PDA

View Full Version : Bloomington Marine returns home from Iraq combat



thedrifter
09-20-06, 09:28 AM
Bloomington Marine returns home from Iraq combat
September 20, 2006 - Posted at 12:00 a.m.
BY REBECCA HOLM

Since he was a little boy, Rene Rodriguez Jr. wanted to be a Marine. He's grown up now, a Corps veteran who has battled insurgents in an Iraqi cemetery and rounded up Arab guerillas bent on grabbing power in Iraq. And he's never regretted his early decision.

Cpl. Rodriguez came home to Bloomington this month, where he relaxed and talked about his deployment in Iraq and a tour through the Western Pacific Islands.

"Our first deployment was the initial push through to Iraq," said Rodriguez, who served with the Alpha Company Raiders. "When we finished that, that's when we started doing our raids, collecting all the Fedayeen and Baath Party members. We did that for the whole nine months."

Fedayeen are Arab guerillas and the Baath Party is the party of former Iraq leader Saddam Hussein's party.

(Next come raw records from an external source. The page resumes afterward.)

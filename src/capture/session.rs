// src/capture/session.rs
//
// One capture session over one host document.
//
// The session owns the body watcher, at most one row watcher, the timer
// queue, the record sink and the widget. Nothing runs on its own: callers
// mutate the document, then `pump` (deliver mutation records) or `advance`
// (deliver records and let virtual time pass so delayed passes fire).
//
// Attaching always detaches first, and detaching cancels the old watcher's
// pending extraction passes. Passes from the live watcher are never
// deduplicated; repeated passes over one row converge through the upsert.

use std::path::PathBuf;

use crate::config::consts::{APP_ROOT_ID, LOG_ACTIVE, LOG_READY};
use crate::config::options::{CaptureOptions, ExportOptions};
use crate::core::{Document, NodeId};
use crate::store::{BatchId, CapturedProfile, RecordSink};
use crate::ui::{self, LogCategory, UiController};

use super::extract;
use super::scheduler::TaskQueue;
use super::watcher::{BodyWatcher, RowWatcher};

#[derive(Clone, Copy, Debug, PartialEq, Eq)]
enum Task {
    Attach(NodeId),
    Extract { row: NodeId },
}

pub struct CaptureSession<S: RecordSink, U: UiController> {
    doc: Document,
    opts: CaptureOptions,
    sink: S,
    ui: U,
    queue: TaskQueue<Task>,
    body: Option<BodyWatcher>,
    rows: Option<RowWatcher>,
    next_generation: u64,
    next_batch: u64,
}

impl<S: RecordSink, U: UiController> CaptureSession<S, U> {
    pub fn new(doc: Document, opts: CaptureOptions, sink: S, ui: U) -> Self {
        Self {
            doc,
            opts,
            sink,
            ui,
            queue: TaskQueue::new(),
            body: None,
            rows: None,
            next_generation: 1,
            next_batch: 1,
        }
    }

    /* ---------------- Accessors ---------------- */

    pub fn document(&self) -> &Document { &self.doc }
    pub fn document_mut(&mut self) -> &mut Document { &mut self.doc }
    pub fn sink(&self) -> &S { &self.sink }
    pub fn ui(&self) -> &U { &self.ui }
    pub fn ui_mut(&mut self) -> &mut U { &mut self.ui }
    pub fn options(&self) -> &CaptureOptions { &self.opts }
    pub fn now(&self) -> u64 { self.queue.now() }
    pub fn pending_tasks(&self) -> usize { self.queue.len() }

    /// Container the live row watcher is attached to.
    pub fn attached_container(&self) -> Option<NodeId> {
        self.rows.as_ref().map(|w| w.container())
    }

    pub fn into_parts(self) -> (Document, S, U) {
        (self.doc, self.sink, self.ui)
    }

    /* ---------------- Lifecycle ---------------- */

    /// Greet, hook the app root if present, and attach straight away to a
    /// container that is already on the page.
    pub fn start(&mut self) {
        self.ui.log(LOG_READY, LogCategory::Log, None);
        self.ui.set_count(self.sink.count());

        match self.doc.get_element_by_id(APP_ROOT_ID) {
            Some(app) => self.body = Some(BodyWatcher::start(&mut self.doc, app)),
            None => logd!("no #{} element; body watcher idle", APP_ROOT_ID),
        }

        let root = self.doc.root();
        if let Some(existing) = extract::find_container(&self.doc, root) {
            logf!("container already present at start");
            self.attach(existing);
        }
    }

    /// Tear everything down. Safe to call more than once.
    pub fn stop(&mut self) {
        self.detach();
        if let Some(b) = self.body.take() {
            b.stop(&mut self.doc);
        }
    }

    /// Hook a row watcher onto `container`, replacing any previous one.
    pub fn attach(&mut self, container: NodeId) {
        self.detach();
        let generation = self.next_generation;
        self.next_generation += 1;
        self.rows = Some(RowWatcher::start(&mut self.doc, container, generation));
        logd!(
            "row watcher #{} attached to {:?} ({} observer slot(s))",
            generation, container, self.doc.observer_capacity()
        );
    }

    /// Disconnect the row watcher and cancel its pending passes.
    /// No-op when nothing is attached.
    pub fn detach(&mut self) {
        let Some(w) = self.rows.take() else { return; };
        w.stop(&mut self.doc);
        let dropped = self.queue.cancel_owner(w.generation());
        logd!("row watcher #{} detached, {} pass(es) cancelled", w.generation(), dropped);
    }

    /* ---------------- Event loop ---------------- */

    /// Deliver pending mutation records. Schedules, never extracts.
    pub fn pump(&mut self) {
        if let Some(body) = &self.body {
            for c in body.containers(&mut self.doc) {
                self.queue.schedule(self.opts.attach_delay_ms, None, Task::Attach(c));
            }
        }
        if let Some(w) = &self.rows {
            let owner = Some(w.generation());
            for row in w.touched_rows(&mut self.doc) {
                self.queue.schedule(self.opts.extract_delay_ms, owner, Task::Extract { row });
            }
        }
    }

    /// Let `ms` of virtual time pass, running every task that falls due.
    /// Records produced along the way are pumped before each task.
    /// The clock stops at `u64::MAX` rather than wrapping.
    pub fn advance(&mut self, ms: u64) {
        let until = self.queue.now().saturating_add(ms);
        loop {
            self.pump();
            let Some(task) = self.queue.pop_due(until) else { break; };
            self.run(task);
        }
        self.queue.set_now(until);
    }

    /// Advance until nothing is pending.
    pub fn settle(&mut self) {
        self.pump();
        while let Some(due) = self.queue.next_due() {
            let now = self.queue.now();
            self.advance(due.saturating_sub(now));
        }
    }

    fn run(&mut self, task: Task) {
        match task {
            Task::Attach(container) => {
                if !self.doc.is_connected(container) {
                    logd!("container {:?} gone before attach", container);
                    return;
                }
                self.attach(container);
                self.ui.log(LOG_ACTIVE, LogCategory::Log, None);
            }
            Task::Extract { row } => {
                if let Some(profile) = extract::extract_profile(&self.doc, row) {
                    self.capture(profile);
                }
            }
        }
    }

    fn capture(&mut self, mut profile: CapturedProfile) {
        if profile.source.is_none() {
            profile.source = self.opts.source.clone();
        }
        let batch = BatchId(self.next_batch);
        self.next_batch += 1;

        let label = format!("Capturing {}", profile.name.as_deref().unwrap_or(&profile.profile_id));
        let id = profile.profile_id.clone();
        if !self.sink.upsert(&id, profile, Some(batch), true) {
            return;
        }
        self.ui.log(&label, LogCategory::Add, Some(batch));
        self.ui.set_count(self.sink.count());
    }

    /* ---------------- Widget actions ---------------- */

    pub fn download(&self, export: &ExportOptions) -> Option<PathBuf> {
        ui::actions::download(&self.sink, export)
    }

    pub fn reset(&mut self) {
        ui::actions::reset(&mut self.sink, &mut self.ui);
    }

    pub fn delete_batch(&mut self, batch: BatchId) -> usize {
        ui::actions::delete_batch(&mut self.sink, &mut self.ui, batch)
    }
}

"We came home. Then we started our work of training cycle again, which consisted of boat raid operations, 'cause that's what Alpha Company is, it's a boat company. Since there really wasn't a need for it out there in Iraq ... we still did them anyways, and it made a lot of camaraderie."

Rodriguez's second deployment was in the city of Najaf, where his company battled the "Mighty Militia." The militia is led by Muqtada al-Sadr, one of the most vocal opponents of the U.S. occupation of Iraqi, believing that Iraqis should be allowed to create their own Islamic state if they want it.

After leaving Najaf, Rodriguez's company moved to Karbala to work on training the Iraqi army and national guard.

"They were in the beginning stages of it," Rodriguez said. "Some would take it in, some wouldn't. Basically, we'd train them, but we could only do so much. If they didn't want to be there, they didn't have to be. Theirs was strictly on a volunteer basis, but for the most part they all stood by it and they want to see their country grow."

When Rodriguez's company deployed for the third time, he said his company went to Kuwait, thinking that they would be sent into Iraq again. Instead, the company was sent to Hawaii, Australia, Singapore, the United Arab Emirates and Thailand.

Rodriguez described a day of service in Iraq that stuck out in his mind. He got up to stand his post and was delivered breakfast. After eating, all the Marines were taken off duty and replaced with National Guard members. It was explained to his company that a helicopter had gone down in Najaf, and that troops would be sent to the area.

"Within a matter of 10 minutes, we were already on the road, geared up and ready to go. We went from guarding our base to 'OK, now we're doing combat operations.'"

When the company arrived in Najaf, they were stationed outside a cemetery, he said. Before nightfall the company was already pushing through the cemetery, fighting the enemy.

"That night there wasn't hardly any sleeping. They're playing their prayers in the mosques, calling us infidels and what-not. There are fires and explosions going off everywhere. It went from a normal morning where we're just sleeping and kind of just relaxing to, you know, all-out combat."

Rodriguez explained that the company stayed in an abandoned building for three days before securing the city of Najaf.

"The guys I served with, we're all about the same age: 18 through 28 in my platoon. Everybody did their job properly. Unfortunately we did lose two brothers in our company. Those were the only losses we took in our company, but throughout our battalion we lost quite a few men. But our training really kicked in and it showed out there because we didn't have as many casualties as some other units had. That night right there, that was one of our crazier nights."

"I think the skills that they taught me there were invaluable," Rodriguez said of his time training and serving overseas. "It was a great experience and I enjoyed serving my country."

Naomi Troncoso, Rodriguez's mother, said her son was about 5 when he showed signs of wanting to become a Marine. "I don't know what it was about the commercial for the Marines. And he was always telling me, 'I want to grow up to be a Marine.'"

By the time he was a junior in high school, Rodriguez began to consider seriously making his dream a reality. After graduating from Bloomington High School in 2002, he enlisted.

"I know that I totally did like a one-eighty from how I was in high school," he said. "My parents can vouch for that. I was something else in high school. The military really gave me some great values."

"I'm just real proud of him," Troncoso added. "He got out of being a hard-headed teenager." She noticed a change in her son's behavior from the day he returned from boot camp.

"I was wondering if he had been traded out," she joked.

Rodriguez said, "I was getting in trouble ... and came from going nowhere with my life to now I have lot of opportunities and a lot of directions I can go."

For the time being, though, he's "just relaxing and enjoying being home." He hopes to find a part-time job, and is considering the police academy in January.

If he's called back to service? "I will be more than willing to go," he said.